PROBLEM STATEMENT — Needed from the entries below: every line that holds the word "HashMap".

GIVEN DATA —

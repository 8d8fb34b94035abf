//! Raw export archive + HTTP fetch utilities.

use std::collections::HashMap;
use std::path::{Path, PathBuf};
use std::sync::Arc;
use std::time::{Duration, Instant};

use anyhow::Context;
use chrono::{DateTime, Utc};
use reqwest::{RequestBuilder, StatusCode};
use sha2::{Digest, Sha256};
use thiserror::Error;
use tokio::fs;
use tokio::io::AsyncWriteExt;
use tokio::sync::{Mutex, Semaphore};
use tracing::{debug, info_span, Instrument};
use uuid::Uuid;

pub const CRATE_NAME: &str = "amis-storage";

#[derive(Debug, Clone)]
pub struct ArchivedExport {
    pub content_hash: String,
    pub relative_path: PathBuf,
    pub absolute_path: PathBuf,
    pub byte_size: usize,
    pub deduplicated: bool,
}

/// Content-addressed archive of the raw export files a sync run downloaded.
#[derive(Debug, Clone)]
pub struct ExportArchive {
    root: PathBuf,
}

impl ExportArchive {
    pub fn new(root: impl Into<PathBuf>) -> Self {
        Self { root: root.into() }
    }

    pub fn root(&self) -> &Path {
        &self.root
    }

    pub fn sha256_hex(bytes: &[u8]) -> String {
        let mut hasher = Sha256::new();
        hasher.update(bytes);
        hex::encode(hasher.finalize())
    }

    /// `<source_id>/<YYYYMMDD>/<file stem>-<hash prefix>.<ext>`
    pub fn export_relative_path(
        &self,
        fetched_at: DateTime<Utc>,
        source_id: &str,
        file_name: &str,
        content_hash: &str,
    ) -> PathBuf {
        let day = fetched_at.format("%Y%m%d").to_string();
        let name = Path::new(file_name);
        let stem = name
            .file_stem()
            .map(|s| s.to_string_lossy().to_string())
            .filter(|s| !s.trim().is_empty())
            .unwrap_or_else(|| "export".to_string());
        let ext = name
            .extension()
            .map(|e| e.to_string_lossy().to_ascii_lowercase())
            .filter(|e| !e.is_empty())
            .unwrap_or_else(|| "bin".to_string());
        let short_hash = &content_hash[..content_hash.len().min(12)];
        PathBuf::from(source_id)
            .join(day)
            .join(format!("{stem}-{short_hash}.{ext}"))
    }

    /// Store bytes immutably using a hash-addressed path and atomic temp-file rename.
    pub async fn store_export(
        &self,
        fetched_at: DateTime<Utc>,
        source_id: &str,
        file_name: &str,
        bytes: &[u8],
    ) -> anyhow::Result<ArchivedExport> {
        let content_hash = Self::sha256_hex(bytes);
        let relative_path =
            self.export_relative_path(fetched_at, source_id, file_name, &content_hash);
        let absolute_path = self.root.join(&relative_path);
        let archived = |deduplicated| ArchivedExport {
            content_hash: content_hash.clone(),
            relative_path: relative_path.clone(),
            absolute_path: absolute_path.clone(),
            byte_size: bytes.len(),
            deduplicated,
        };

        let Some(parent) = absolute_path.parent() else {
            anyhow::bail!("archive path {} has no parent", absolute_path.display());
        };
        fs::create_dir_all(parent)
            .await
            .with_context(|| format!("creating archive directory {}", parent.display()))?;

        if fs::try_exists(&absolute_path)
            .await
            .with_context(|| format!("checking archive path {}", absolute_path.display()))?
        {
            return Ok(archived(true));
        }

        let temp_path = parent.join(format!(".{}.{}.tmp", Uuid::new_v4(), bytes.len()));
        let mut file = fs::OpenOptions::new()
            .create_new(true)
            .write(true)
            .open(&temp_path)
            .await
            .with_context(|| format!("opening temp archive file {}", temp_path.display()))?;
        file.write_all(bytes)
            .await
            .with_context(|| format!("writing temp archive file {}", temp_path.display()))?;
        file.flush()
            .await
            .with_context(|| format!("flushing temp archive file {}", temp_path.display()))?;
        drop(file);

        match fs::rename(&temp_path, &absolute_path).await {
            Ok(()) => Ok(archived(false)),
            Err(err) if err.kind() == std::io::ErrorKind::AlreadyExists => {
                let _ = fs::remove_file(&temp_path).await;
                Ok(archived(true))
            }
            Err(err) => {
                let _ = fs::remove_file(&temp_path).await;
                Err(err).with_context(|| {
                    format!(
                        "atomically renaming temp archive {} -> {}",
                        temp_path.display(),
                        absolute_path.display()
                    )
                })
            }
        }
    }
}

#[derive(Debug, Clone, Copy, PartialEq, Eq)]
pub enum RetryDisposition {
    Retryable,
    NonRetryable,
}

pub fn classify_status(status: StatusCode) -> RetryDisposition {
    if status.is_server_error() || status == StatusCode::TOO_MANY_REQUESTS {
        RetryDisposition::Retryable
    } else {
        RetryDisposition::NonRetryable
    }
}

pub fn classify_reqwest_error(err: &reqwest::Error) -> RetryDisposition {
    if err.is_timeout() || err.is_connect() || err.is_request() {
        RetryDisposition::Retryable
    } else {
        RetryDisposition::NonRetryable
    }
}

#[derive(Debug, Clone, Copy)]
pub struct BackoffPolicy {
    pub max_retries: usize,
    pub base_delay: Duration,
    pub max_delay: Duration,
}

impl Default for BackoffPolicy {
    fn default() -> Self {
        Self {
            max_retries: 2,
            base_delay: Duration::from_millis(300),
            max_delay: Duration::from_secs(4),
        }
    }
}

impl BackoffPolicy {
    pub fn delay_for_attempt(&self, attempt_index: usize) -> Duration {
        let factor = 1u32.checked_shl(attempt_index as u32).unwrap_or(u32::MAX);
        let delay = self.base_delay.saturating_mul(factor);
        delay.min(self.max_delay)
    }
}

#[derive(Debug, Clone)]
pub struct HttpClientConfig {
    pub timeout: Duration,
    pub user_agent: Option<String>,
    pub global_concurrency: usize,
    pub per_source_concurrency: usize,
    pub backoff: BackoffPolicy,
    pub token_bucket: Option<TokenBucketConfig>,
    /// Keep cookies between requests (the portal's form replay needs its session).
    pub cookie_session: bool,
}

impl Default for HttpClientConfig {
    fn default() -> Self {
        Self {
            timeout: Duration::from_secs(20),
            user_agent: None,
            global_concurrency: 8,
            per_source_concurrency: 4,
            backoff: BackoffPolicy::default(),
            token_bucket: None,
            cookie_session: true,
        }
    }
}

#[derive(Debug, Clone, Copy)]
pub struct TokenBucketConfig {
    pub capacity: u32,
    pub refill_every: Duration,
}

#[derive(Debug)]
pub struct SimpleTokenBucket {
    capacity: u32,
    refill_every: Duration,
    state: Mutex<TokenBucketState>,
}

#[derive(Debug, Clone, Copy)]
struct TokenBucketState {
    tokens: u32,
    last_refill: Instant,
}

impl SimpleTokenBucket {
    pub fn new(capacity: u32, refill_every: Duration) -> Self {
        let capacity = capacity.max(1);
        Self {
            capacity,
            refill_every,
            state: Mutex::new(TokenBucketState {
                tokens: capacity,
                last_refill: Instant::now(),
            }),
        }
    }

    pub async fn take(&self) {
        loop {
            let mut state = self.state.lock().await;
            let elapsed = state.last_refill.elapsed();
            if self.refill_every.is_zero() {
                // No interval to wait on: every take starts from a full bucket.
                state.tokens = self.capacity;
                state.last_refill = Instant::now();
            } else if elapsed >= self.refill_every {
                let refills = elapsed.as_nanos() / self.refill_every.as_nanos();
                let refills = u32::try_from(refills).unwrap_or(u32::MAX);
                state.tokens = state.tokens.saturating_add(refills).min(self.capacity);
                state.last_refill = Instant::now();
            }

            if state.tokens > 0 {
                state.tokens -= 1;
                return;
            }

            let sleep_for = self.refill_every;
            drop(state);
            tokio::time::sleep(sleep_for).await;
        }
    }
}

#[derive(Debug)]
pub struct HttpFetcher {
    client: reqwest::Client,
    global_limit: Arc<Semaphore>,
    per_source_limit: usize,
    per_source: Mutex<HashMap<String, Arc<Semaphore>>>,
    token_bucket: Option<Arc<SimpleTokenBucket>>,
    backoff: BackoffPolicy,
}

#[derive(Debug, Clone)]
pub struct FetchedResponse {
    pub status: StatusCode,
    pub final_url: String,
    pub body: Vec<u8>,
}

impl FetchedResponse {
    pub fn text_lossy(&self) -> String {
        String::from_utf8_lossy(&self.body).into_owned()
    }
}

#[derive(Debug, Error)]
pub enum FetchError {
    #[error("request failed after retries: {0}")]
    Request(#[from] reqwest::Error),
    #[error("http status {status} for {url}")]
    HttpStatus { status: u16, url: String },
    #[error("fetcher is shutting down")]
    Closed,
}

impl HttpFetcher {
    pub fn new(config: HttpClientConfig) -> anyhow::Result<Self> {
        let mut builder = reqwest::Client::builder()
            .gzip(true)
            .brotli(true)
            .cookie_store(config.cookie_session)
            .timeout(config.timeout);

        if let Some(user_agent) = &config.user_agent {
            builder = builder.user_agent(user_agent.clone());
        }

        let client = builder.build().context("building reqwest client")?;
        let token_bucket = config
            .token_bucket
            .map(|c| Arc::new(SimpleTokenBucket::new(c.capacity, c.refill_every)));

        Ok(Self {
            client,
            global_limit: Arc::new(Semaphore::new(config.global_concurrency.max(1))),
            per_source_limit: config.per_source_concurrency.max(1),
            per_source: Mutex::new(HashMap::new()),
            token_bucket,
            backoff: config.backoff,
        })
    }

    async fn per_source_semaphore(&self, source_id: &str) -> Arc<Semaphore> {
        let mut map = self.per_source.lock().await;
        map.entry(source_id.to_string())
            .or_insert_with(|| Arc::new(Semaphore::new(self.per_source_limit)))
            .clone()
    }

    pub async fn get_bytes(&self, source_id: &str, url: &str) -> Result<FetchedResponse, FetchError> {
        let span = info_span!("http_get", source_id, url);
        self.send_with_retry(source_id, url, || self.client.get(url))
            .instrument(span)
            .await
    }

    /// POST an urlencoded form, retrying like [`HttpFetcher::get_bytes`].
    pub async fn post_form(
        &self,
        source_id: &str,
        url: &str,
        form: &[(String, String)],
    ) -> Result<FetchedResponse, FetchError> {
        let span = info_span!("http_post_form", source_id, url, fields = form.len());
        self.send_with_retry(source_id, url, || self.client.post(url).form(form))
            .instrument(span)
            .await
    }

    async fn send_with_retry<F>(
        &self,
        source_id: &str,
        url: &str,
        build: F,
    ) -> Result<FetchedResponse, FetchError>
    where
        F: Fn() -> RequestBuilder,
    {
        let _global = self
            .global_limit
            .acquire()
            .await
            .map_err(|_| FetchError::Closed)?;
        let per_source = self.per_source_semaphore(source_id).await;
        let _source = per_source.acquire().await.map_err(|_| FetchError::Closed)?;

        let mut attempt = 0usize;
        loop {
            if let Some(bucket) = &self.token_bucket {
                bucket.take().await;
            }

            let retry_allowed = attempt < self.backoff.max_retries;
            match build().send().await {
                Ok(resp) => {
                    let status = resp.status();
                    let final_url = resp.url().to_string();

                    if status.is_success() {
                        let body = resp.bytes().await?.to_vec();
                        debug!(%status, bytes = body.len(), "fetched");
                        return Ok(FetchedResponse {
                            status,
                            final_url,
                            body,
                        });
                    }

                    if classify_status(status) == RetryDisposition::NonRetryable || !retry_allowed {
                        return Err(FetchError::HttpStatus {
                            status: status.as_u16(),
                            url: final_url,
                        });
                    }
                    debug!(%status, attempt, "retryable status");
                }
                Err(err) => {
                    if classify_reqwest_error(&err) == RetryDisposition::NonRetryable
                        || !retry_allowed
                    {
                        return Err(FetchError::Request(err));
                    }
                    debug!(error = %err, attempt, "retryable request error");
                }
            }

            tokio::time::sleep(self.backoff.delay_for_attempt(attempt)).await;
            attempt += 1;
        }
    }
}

THE COMPLETED TASK —
use std::collections::HashMap;
    per_source: Mutex<HashMap<String, Arc<Semaphore>>>,
            per_source: Mutex::new(HashMap::new()),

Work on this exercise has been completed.